Image processing is a method to perform some operations on an image, in order to get an enhanced image or to extract some useful information from it. It is a type of signal processing in which input is an image and output may be image or characteristics/features associated with that imageToday, the medical industry, astronomy, physics, chemistry, forensics, remote sensing, manufacturing, and defense are just some of the many fields that rely upon images to store, display, and provide information about the world around us. The challenge to scientists, engineers and business people is to quickly extract valuable information from raw image data. This is the primary purpose of image processing - converting images to information. Here we  explains how to process images using IDL (Interactive Data Language). IDL is a high-level programming language that contains an extensive library of image processing and analysis routines. With IDL, you can quickly access image data and begin investigating the best way to extract useful information.


Each part introduces image processing topics and includes information regarding when one method may be preferred over another to enhance specific image features. Numerous step-by-step examples illustrate IDL's image processing and analysis routines, allowing you to quickly understand how to get the desired results when working with your own image data. This topic is not intended to be a complete source for image processing knowledge, an advanced image processing manual or an image processing reference guide. This topic is designed to teach people how to use IDL to perform basic image processing, and does not assume that they are already experts in the field of image processing.

Digital Images and Image Processing
A digital image is composed of a grid of pixels and stored as an array. A single pixel represents a value of either light intensity or color. Images are processed to obtain information beyond what is apparent given the image's initial pixel values. Image processing tasks can include any combination of the following:

Modifying the Image View
Transforming, translating, rotating and resizing images are common tasks used to focus the viewer's attention on a specific area of the image. Transforming Image Geometry provides information on how to precisely position images using IDL.

Adding Dimensionality to Image Data
Some images provide more information when they are placed on a polygon, surface, or geometric shape such as a sphere. Mapping an Image onto Geometry shows how to display images over surfaces and geometric shapes.

Working with Masks and Calculating Statistics
Image processing uses some fundamental mathematical methods to alter image arrays. These include masking, clipping, locating, and statistics.  Working with Masks and Image Statistics introduces these operations and provides examples of masking and calculating image statistics.

Warping Images
Some data acquisition methods can introduce an unwanted curvature into an image. Image warping using control points can realign an image along a regular grid or align two images captured from different perspectives. See Warping Images for more information.
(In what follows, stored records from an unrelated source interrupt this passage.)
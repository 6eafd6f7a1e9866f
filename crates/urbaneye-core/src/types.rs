//! Domain types shared between the report backend and the assistant.

use serde::{Deserialize, Deserializer, Serialize};

/// Unix epoch seconds, as stored by the report backend.
pub type EpochSeconds = i64;

/// A civic-issue report as returned by `GET /api/v1/reports/my`.
///
/// Only the fields the assistant cites are modeled; unknown fields
/// (coordinates, image URL, assignee, timeline) are ignored on
/// deserialization. Nullable columns fall back to their defaults whether the
/// key is missing or `null`.
#[derive(Debug, Clone, PartialEq, Serialize, Deserialize)]
pub struct Report {
    #[serde(default)]
    pub id: Option<String>,
    pub category: String,
    #[serde(default)]
    pub description: Option<String>,
    #[serde(default = "default_severity", deserialize_with = "severity_or_default")]
    pub severity: String,
    /// One of `open`, `assigned`, `in_progress`, `resolved`.
    #[serde(default = "default_status", deserialize_with = "status_or_default")]
    pub status: String,
    #[serde(default = "default_department", deserialize_with = "department_or_default")]
    pub department: String,
    /// Creation time. The backend serializes it as `timestamp`.
    #[serde(
        rename = "timestamp",
        alias = "created_at",
        default,
        deserialize_with = "null_as_zero"
    )]
    pub created_at: EpochSeconds,
}

fn default_severity() -> String {
    "medium".to_string()
}

fn default_status() -> String {
    "open".to_string()
}

fn default_department() -> String {
    "General".to_string()
}

fn severity_or_default<'de, D: Deserializer<'de>>(d: D) -> Result<String, D::Error> {
    Ok(Option::<String>::deserialize(d)?.unwrap_or_else(default_severity))
}

fn status_or_default<'de, D: Deserializer<'de>>(d: D) -> Result<String, D::Error> {
    Ok(Option::<String>::deserialize(d)?.unwrap_or_else(default_status))
}

fn department_or_default<'de, D: Deserializer<'de>>(d: D) -> Result<String, D::Error> {
    Ok(Option::<String>::deserialize(d)?.unwrap_or_else(default_department))
}

fn null_as_zero<'de, D: Deserializer<'de>>(d: D) -> Result<EpochSeconds, D::Error> {
    Ok(Option::<EpochSeconds>::deserialize(d)?.unwrap_or_default())
}

/// Envelope of the backend's report list responses.
#[derive(Debug, Clone, Serialize, Deserialize)]
pub struct ReportList {
    #[serde(default)]
    pub success: bool,
    #[serde(default)]
    pub reports: Vec<Report>,
}

/// Display identity of the signed-in user.
#[derive(Debug, Clone, PartialEq, Eq, Serialize, Deserialize)]
pub struct UserIdentity {
    pub name: String,
    pub email: String,
    /// Backend role: civilian, gov_admin, dept_head, field_officer, super_admin.
    pub role: String,
}

impl UserIdentity {
    pub fn new(name: impl Into<String>, email: impl Into<String>, role: impl Into<String>) -> Self {
        Self {
            name: name.into(),
            email: email.into(),
            role: role.into(),
        }
    }
}
//! Report source: the "my reports" query against the UrbanEye backend.

use std::sync::RwLock;
use std::time::Duration;

use async_trait::async_trait;
use reqwest::{Client, StatusCode};
use urbaneye_core::config::ReportsConfig;
use urbaneye_core::{Report, ReportList};

/// Path of the authenticated user's report list.
const MY_REPORTS_PATH: &str = "/api/v1/reports/my";

/// Error type for report fetches.
#[derive(Debug, thiserror::Error)]
pub enum ReportSourceError {
    #[error("not signed in")]
    Unauthenticated,
    #[error("network error: {0}")]
    Network(String),
    #[error("backend returned {0}")]
    Status(u16),
    #[error("malformed response: {0}")]
    Decode(String),
}

/// Supplies the signed-in user's reports, newest first.
#[async_trait]
pub trait ReportSource: Send + Sync {
    async fn my_reports(&self) -> Result<Vec<Report>, ReportSourceError>;

    /// Install the bearer token of the signed-in user, or clear it on logout.
    ///
    /// Sources that do not authenticate ignore it.
    fn set_token(&self, _token: Option<String>) {}
}

// ---------------------------------------------------------------------------
// HttpReportSource
// ---------------------------------------------------------------------------

/// Fetches reports from the backend over HTTP with a bearer token.
pub struct HttpReportSource {
    client: Client,
    base_url: String,
    token: RwLock<Option<String>>,
}

impl HttpReportSource {
    pub fn new(config: &ReportsConfig, token: Option<String>) -> Result<Self, ReportSourceError> {
        let client = Client::builder()
            .timeout(Duration::from_secs(config.request_timeout_secs))
            .build()
            .map_err(|e| ReportSourceError::Network(e.to_string()))?;

        Ok(Self {
            client,
            base_url: config.api_url.trim_end_matches('/').to_string(),
            token: RwLock::new(token.filter(|t| !t.is_empty())),
        })
    }

    /// The bearer token currently in use.
    pub fn token(&self) -> Option<String> {
        self.token
            .read()
            .unwrap_or_else(|poisoned| poisoned.into_inner())
            .clone()
    }

    fn url(&self) -> String {
        format!("{}{}", self.base_url, MY_REPORTS_PATH)
    }
}

#[async_trait]
impl ReportSource for HttpReportSource {
    async fn my_reports(&self) -> Result<Vec<Report>, ReportSourceError> {
        let token = self.token().ok_or(ReportSourceError::Unauthenticated)?;

        tracing::debug!(url = %self.url(), "Fetching user reports");

        let response = self
            .client
            .get(self.url())
            .bearer_auth(&token)
            .send()
            .await
            .map_err(|e| ReportSourceError::Network(e.to_string()))?;

        match response.status() {
            status if status.is_success() => {}
            StatusCode::UNAUTHORIZED => return Err(ReportSourceError::Unauthenticated),
            status => return Err(ReportSourceError::Status(status.as_u16())),
        }

        let list: ReportList = response
            .json()
            .await
            .map_err(|e| ReportSourceError::Decode(e.to_string()))?;

        tracing::debug!(count = list.reports.len(), "User reports fetched");
        Ok(list.reports)
    }

    fn set_token(&self, token: Option<String>) {
        let token = token.filter(|t| !t.is_empty());
        tracing::debug!(signed_in = token.is_some(), "Report source credentials updated");
        let mut current = self
            .token
            .write()
            .unwrap_or_else(|poisoned| poisoned.into_inner());
        *current = token;
    }
}

// ---------------------------------------------------------------------------
// StaticReportSource
// ---------------------------------------------------------------------------

/// In-memory report source for tests and offline runs.
#[derive(Debug, Clone, Default)]
pub struct StaticReportSource {
    reports: Vec<Report>,
    fail: bool,
}

impl StaticReportSource {
    pub fn new(reports: Vec<Report>) -> Self {
        Self {
            reports,
            fail: false,
        }
    }

    /// A source whose every fetch fails with a network error.
    pub fn failing() -> Self {
        Self {
            reports: Vec::new(),
            fail: true,
        }
    }
}

#[async_trait]
impl ReportSource for StaticReportSource {
    async fn my_reports(&self) -> Result<Vec<Report>, ReportSourceError> {
        if self.fail {
            return Err(ReportSourceError::Network(
                "report backend unreachable".to_string(),
            ));
        }
        Ok(self.reports.clone())
    }
}
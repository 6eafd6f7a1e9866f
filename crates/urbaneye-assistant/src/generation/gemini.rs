//! Gemini provider.
//!
//! Calls `generateContent` for complete replies and `streamGenerateContent`
//! with `alt=sse` for streamed replies. SSE events are decoded from raw bytes
//! so multi-byte characters split across network reads survive intact.

use std::time::Duration;

use async_trait::async_trait;
use futures::StreamExt;
use reqwest::{Client, StatusCode};
use serde::{Deserialize, Serialize};
use tokio::sync::mpsc;
use tokio_stream::wrappers::ReceiverStream;
use urbaneye_core::config::AssistantConfig;

use super::{GenerationError, GenerationProvider, GenerationRequest, TextStream};
use crate::types::Role;

/// Gemini API base URL.
const GEMINI_API_BASE: &str = "https://generativelanguage.googleapis.com/v1beta";

/// Bound on establishing the connection.
const CONNECT_TIMEOUT: Duration = Duration::from_secs(10);

/// Gemini provider configuration.
#[derive(Debug, Clone)]
pub struct GeminiConfig {
    pub api_key: String,
    pub model: String,
    pub base_url: String,
    /// Deadline for a complete `generateContent` call. Streamed replies are
    /// only bounded per read, so a long reply that keeps arriving is never cut.
    pub request_timeout: Duration,
}

impl GeminiConfig {
    /// Build from the assistant section, resolving the key from the environment
    /// when it is not set explicitly.
    pub fn from_assistant_config(config: &AssistantConfig) -> Self {
        Self {
            api_key: config.resolve_api_key(),
            model: config.model.clone(),
            base_url: GEMINI_API_BASE.to_string(),
            request_timeout: Duration::from_secs(120),
        }
    }
}

/// Gemini text provider.
pub struct GeminiProvider {
    config: GeminiConfig,
    client: Client,
}

impl GeminiProvider {
    pub fn new(config: GeminiConfig) -> Result<Self, GenerationError> {
        let client = Client::builder()
            .connect_timeout(CONNECT_TIMEOUT)
            .read_timeout(config.request_timeout)
            .build()
            .map_err(|e| GenerationError::Network(format!("failed to create HTTP client: {}", e)))?;

        Ok(Self { config, client })
    }

    pub fn is_configured(&self) -> bool {
        !self.config.api_key.is_empty()
    }

    fn api_url(&self, method: &str) -> String {
        format!(
            "{}/models/{}:{}",
            self.config.base_url.trim_end_matches('/'),
            self.config.model,
            method
        )
    }

    fn ensure_configured(&self) -> Result<(), GenerationError> {
        if self.is_configured() {
            Ok(())
        } else {
            Err(GenerationError::NotConfigured(
                "Gemini API key not set (configure assistant.api_key or GEMINI_API_KEY)"
                    .to_string(),
            ))
        }
    }

    async fn post(
        &self,
        url: &str,
        body: &GenerateContentRequest,
        deadline: Option<Duration>,
    ) -> Result<reqwest::Response, GenerationError> {
        let mut builder = self
            .client
            .post(url)
            .header("x-goog-api-key", &self.config.api_key)
            .json(body);
        if let Some(deadline) = deadline {
            builder = builder.timeout(deadline);
        }

        let response = builder
            .send()
            .await
            .map_err(|e| GenerationError::Network(e.to_string()))?;

        let status = response.status();
        if status.is_success() {
            return Ok(response);
        }

        let error_text = response.text().await.unwrap_or_default();
        if status == StatusCode::TOO_MANY_REQUESTS {
            return Err(GenerationError::RateLimited);
        }
        Err(GenerationError::Api(format!(
            "Gemini API error {}: {}",
            status, error_text
        )))
    }
}

#[async_trait]
impl GenerationProvider for GeminiProvider {
    fn name(&self) -> &str {
        "gemini"
    }

    async fn generate(&self, request: &GenerationRequest) -> Result<String, GenerationError> {
        self.ensure_configured()?;
        let body = GenerateContentRequest::from_request(request);

        tracing::debug!(
            model = %self.config.model,
            history_len = request.history.len(),
            "Sending request to Gemini API"
        );

        let response = self
            .post(
                &self.api_url("generateContent"),
                &body,
                Some(self.config.request_timeout),
            )
            .await?;
        let parsed: GenerateContentResponse = response
            .json()
            .await
            .map_err(|e| GenerationError::Api(format!("failed to parse response: {}", e)))?;

        Ok(parsed.into_text()?.unwrap_or_default())
    }

    async fn generate_stream(
        &self,
        request: &GenerationRequest,
    ) -> Result<TextStream, GenerationError> {
        self.ensure_configured()?;
        let body = GenerateContentRequest::from_request(request);
        let url = format!("{}?alt=sse", self.api_url("streamGenerateContent"));

        tracing::debug!(
            model = %self.config.model,
            history_len = request.history.len(),
            "Starting streaming request to Gemini API"
        );

        let response = self.post(&url, &body, None).await?;
        let (tx, rx) = mpsc::channel(32);

        tokio::spawn(async move {
            let mut bytes = response.bytes_stream();
            let mut decoder = SseDecoder::default();

            while let Some(chunk) = bytes.next().await {
                let chunk = match chunk {
                    Ok(chunk) => chunk,
                    Err(e) => {
                        let _ = tx.send(Err(GenerationError::Network(e.to_string()))).await;
                        return;
                    }
                };

                for payload in decoder.push(&chunk) {
                    match parse_stream_payload(&payload) {
                        Ok(Some(text)) => {
                            if tx.send(Ok(text)).await.is_err() {
                                // Receiver dropped; nobody is listening anymore.
                                return;
                            }
                        }
                        Ok(None) => {}
                        Err(e) => {
                            let _ = tx.send(Err(e)).await;
                            return;
                        }
                    }
                }
            }
        });

        Ok(Box::pin(ReceiverStream::new(rx)))
    }
}

// ============================================================================
// SSE decoding
// ============================================================================

/// Incremental decoder for `text/event-stream` bodies.
///
/// Accepts `\n\n` and `\r\n\r\n` event separators and yields the joined
/// `data:` payload of every complete event.
#[derive(Debug, Default)]
struct SseDecoder {
    buffer: Vec<u8>,
}

impl SseDecoder {
    fn push(&mut self, bytes: &[u8]) -> Vec<String> {
        self.buffer.extend_from_slice(bytes);
        let mut payloads = Vec::new();
        while let Some(event) = self.next_event() {
            let event = String::from_utf8_lossy(&event);
            let data: Vec<&str> = event
                .lines()
                .filter_map(|line| line.strip_prefix("data:"))
                .map(|data| data.strip_prefix(' ').unwrap_or(data))
                .collect();
            if !data.is_empty() {
                payloads.push(data.join("\n"));
            }
        }
        payloads
    }

    fn next_event(&mut self) -> Option<Vec<u8>> {
        let lf = find(&self.buffer, b"\n\n").map(|pos| (pos, 2));
        let crlf = find(&self.buffer, b"\r\n\r\n").map(|pos| (pos, 4));
        let (pos, separator_len) = match (lf, crlf) {
            (Some(a), Some(b)) => {
                if a.0 <= b.0 {
                    a
                } else {
                    b
                }
            }
            (a, b) => a.or(b)?,
        };
        let mut event: Vec<u8> = self.buffer.drain(..pos + separator_len).collect();
        event.truncate(pos);
        Some(event)
    }
}

fn find(haystack: &[u8], needle: &[u8]) -> Option<usize> {
    haystack
        .windows(needle.len())
        .position(|window| window == needle)
}

/// Extract the text carried by one streamed response payload.
fn parse_stream_payload(payload: &str) -> Result<Option<String>, GenerationError> {
    let response: GenerateContentResponse = serde_json::from_str(payload)
        .map_err(|e| GenerationError::Api(format!("malformed stream event: {}", e)))?;
    response.into_text()
}

// ============================================================================
// Gemini API Request/Response Types
// ============================================================================

#[derive(Debug, Serialize)]
#[serde(rename_all = "camelCase")]
struct GenerateContentRequest {
    system_instruction: Content,
    contents: Vec<Content>,
    generation_config: GenerationConfig,
}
Specifying Regions of Interest (ROIs)
When processing an image, you may want to concentrate on a specific region of interest (ROI). ROIs can be determined, displayed, and analyzed within IDL as described in Working with Regions of Interest (ROIs).

Manipulating Images in Various Domains
One of the most useful tools in image processing is the ability to transform an image from one domain to another. Additional information can be derived from images displayed in frequency, time-frequency, Hough, and Radon domains. Moreover, some complex processing tasks are simpler within these domains. See Transforming Between Domains for details.

Enhancing Contrast and Filtering
Contrasting and filtering provide the ability to smooth, sharpen, enhance edges and reduce noise within images. See Contrasting and Filtering for details on manipulating contrast and applying filters to highlight and extract specific image features.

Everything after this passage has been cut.